= Beginning of Section =

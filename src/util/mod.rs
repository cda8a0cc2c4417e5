pub mod env;
pub mod telemetry;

= End of Section =

Your objective: The full listing, repeated exactly, is the expected answer.

Output:
filename src/util/mod.rs
repository cda8a0cc2c4417e5
pub mod env;
pub mod telemetry;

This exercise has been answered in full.